PROBLEM DESCRIPTION | Check each line of the data below for the word "session", then extract the ones that have it.

RECORDS SHOWN |
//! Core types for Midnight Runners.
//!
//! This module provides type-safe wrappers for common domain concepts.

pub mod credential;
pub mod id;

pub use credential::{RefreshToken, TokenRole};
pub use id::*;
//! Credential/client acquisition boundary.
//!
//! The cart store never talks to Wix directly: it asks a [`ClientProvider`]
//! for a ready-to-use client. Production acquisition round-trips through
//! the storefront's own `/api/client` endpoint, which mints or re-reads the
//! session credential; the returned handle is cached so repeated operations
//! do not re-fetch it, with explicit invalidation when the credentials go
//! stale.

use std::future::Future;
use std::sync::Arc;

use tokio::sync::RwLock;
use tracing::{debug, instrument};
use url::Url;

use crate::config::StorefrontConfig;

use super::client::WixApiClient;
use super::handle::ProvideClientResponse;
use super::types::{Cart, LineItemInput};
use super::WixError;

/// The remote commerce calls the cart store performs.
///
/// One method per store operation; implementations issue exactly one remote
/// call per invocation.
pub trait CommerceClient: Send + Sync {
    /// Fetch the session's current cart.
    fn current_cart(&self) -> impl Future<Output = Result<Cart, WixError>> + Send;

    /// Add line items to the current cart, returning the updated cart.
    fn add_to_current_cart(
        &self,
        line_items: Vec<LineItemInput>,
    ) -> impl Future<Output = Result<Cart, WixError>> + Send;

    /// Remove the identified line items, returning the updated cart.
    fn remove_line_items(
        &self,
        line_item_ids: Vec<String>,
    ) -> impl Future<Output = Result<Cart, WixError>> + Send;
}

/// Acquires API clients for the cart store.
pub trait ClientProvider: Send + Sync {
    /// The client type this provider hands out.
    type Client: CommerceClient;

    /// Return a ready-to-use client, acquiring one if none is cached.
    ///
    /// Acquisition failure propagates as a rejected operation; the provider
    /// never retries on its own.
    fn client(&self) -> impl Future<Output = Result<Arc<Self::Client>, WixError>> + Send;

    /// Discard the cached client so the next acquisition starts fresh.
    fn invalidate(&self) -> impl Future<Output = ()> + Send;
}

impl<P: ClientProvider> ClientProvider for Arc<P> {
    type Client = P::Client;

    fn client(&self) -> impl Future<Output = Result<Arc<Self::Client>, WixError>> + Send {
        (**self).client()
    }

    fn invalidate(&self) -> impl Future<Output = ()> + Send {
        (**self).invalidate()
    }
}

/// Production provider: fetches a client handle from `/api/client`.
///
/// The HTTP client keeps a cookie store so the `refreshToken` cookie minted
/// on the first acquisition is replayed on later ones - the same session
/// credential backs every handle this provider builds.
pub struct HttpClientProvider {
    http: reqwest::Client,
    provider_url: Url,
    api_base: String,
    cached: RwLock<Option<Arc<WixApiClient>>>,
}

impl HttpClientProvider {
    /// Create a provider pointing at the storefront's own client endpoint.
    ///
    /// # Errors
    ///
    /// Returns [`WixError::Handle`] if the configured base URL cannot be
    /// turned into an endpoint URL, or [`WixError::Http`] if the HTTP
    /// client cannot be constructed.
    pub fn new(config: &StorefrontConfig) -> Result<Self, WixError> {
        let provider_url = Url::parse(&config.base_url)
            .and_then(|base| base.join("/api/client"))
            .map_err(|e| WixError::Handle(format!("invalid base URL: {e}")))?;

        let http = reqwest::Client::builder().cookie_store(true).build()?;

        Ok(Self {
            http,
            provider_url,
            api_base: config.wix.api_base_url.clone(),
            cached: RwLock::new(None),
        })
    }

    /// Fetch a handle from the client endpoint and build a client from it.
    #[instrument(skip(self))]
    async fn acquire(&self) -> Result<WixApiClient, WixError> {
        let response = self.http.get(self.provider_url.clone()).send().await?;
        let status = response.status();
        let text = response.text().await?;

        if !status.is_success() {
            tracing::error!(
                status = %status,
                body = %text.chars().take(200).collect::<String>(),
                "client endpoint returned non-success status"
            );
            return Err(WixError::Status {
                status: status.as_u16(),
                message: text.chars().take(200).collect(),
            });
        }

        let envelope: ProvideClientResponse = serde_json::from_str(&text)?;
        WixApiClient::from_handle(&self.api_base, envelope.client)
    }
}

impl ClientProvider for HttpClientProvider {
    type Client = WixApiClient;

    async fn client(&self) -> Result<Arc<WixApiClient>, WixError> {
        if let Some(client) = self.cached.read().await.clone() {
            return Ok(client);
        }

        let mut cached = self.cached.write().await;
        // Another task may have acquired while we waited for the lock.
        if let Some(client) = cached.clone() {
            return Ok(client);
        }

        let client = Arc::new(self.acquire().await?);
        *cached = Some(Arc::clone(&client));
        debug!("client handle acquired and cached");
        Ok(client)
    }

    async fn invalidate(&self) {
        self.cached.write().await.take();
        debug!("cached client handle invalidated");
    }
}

...

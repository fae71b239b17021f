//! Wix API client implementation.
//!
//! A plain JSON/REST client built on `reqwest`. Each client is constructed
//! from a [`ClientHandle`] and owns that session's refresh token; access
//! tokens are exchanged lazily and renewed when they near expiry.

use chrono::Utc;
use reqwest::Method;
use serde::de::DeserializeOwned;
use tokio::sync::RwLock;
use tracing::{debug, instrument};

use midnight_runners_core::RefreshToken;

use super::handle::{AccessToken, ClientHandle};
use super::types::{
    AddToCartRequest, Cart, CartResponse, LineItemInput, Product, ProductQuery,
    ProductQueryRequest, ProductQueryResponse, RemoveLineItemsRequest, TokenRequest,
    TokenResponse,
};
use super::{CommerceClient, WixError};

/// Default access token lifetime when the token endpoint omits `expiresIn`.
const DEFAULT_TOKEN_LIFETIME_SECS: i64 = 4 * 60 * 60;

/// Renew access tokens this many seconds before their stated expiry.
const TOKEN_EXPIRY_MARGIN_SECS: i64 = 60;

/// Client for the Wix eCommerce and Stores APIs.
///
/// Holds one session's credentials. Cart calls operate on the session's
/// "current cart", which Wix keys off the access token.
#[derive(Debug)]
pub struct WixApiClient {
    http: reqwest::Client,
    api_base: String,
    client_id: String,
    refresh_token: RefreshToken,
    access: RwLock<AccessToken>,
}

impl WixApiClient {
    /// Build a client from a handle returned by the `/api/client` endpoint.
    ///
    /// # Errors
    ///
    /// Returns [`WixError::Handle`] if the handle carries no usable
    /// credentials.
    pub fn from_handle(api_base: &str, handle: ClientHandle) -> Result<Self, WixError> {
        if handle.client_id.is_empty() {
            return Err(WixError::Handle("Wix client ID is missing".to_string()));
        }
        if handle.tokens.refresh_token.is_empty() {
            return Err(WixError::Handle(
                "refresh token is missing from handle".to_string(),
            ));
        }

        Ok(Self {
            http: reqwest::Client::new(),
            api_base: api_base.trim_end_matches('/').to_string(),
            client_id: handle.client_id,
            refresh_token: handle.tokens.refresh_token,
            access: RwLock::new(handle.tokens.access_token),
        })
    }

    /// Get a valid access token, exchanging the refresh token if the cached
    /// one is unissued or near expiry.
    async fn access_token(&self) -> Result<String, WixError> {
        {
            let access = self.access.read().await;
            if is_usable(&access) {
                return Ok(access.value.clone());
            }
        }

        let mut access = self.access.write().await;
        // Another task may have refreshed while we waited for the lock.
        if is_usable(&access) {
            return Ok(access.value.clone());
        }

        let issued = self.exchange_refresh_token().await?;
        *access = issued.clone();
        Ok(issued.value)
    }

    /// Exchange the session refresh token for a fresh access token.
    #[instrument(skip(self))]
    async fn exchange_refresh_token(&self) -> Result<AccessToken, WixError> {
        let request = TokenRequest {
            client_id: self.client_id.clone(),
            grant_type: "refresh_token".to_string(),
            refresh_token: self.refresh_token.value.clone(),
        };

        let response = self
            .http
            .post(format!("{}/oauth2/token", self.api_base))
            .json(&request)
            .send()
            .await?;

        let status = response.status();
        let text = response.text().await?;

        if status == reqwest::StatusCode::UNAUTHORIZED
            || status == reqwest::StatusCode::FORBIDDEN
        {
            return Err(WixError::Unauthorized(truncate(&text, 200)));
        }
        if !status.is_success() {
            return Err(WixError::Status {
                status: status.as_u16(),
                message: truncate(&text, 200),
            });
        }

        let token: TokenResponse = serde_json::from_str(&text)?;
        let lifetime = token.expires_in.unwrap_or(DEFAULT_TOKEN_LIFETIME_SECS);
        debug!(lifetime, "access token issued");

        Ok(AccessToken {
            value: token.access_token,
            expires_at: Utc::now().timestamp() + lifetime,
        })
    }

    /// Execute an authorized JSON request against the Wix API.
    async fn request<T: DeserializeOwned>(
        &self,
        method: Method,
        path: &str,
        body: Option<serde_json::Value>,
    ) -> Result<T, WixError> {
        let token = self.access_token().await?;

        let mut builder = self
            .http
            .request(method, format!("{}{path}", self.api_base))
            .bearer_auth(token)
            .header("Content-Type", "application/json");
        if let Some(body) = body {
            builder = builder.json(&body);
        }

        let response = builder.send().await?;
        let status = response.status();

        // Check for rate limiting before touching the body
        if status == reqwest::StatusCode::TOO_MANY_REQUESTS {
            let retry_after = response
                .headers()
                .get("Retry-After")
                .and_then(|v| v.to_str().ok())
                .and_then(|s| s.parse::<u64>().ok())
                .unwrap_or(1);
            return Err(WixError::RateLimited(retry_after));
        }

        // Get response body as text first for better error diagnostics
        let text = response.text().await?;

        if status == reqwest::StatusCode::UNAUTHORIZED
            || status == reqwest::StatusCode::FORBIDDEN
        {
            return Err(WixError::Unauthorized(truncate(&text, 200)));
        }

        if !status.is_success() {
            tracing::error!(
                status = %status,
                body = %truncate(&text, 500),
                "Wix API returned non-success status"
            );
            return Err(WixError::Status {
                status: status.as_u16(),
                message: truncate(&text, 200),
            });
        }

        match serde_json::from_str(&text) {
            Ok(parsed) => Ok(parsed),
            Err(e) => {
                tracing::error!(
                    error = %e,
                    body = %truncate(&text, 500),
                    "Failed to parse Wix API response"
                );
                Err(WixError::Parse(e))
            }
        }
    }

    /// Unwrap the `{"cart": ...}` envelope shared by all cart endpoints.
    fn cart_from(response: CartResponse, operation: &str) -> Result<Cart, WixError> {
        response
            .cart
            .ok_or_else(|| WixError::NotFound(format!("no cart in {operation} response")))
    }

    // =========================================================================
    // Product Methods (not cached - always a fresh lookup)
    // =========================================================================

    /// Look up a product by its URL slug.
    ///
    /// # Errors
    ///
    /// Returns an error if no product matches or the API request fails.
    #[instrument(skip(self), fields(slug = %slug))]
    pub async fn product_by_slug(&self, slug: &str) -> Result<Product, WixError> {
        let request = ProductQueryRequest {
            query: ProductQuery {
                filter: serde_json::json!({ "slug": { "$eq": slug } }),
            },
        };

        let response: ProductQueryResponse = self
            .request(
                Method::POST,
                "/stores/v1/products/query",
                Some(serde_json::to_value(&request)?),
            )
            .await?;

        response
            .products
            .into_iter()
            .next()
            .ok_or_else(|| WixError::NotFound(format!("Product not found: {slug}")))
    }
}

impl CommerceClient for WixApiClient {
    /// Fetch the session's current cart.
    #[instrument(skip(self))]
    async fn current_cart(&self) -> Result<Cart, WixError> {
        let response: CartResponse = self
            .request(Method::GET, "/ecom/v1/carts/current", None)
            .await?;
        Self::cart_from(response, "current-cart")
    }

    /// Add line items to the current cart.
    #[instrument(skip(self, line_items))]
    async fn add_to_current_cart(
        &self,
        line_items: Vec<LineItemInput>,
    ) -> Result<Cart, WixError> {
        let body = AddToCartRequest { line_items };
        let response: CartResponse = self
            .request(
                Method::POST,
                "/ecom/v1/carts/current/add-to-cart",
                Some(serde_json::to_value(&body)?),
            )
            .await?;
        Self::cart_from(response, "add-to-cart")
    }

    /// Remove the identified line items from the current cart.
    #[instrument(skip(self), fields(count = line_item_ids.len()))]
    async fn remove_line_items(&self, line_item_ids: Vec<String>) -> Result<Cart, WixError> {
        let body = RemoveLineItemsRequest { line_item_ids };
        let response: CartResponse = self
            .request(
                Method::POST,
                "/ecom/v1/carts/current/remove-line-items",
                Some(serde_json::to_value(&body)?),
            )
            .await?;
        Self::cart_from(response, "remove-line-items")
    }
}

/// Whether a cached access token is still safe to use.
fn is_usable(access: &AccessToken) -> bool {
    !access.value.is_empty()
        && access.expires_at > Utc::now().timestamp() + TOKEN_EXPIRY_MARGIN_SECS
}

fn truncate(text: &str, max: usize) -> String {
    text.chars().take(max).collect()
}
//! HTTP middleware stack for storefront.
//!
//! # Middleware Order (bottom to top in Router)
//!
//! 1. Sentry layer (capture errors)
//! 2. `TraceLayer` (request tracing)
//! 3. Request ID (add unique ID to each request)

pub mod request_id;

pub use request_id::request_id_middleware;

==

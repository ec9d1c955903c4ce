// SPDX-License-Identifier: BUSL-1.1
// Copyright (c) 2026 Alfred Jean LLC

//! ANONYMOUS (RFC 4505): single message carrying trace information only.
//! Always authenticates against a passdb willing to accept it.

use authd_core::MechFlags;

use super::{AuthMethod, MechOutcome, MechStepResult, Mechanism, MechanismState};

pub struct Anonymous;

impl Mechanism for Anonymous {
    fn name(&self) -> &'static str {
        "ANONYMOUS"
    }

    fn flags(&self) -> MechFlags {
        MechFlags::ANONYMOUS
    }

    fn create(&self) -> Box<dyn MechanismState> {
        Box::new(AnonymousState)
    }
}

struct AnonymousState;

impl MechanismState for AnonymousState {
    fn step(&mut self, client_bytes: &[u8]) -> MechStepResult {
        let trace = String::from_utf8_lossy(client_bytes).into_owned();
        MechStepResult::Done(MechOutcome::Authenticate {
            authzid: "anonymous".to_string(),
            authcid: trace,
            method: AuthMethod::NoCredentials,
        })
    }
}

TASK SOLUTION |
//! session credential; the returned handle is cached so repeated operations
    /// Fetch the session's current cart.
/// on the first acquisition is replayed on later ones - the same session
//! from a [`ClientHandle`] and owns that session's refresh token; access
/// Holds one session's credentials. Cart calls operate on the session's
    /// Exchange the session refresh token for a fresh access token.
    /// Fetch the session's current cart.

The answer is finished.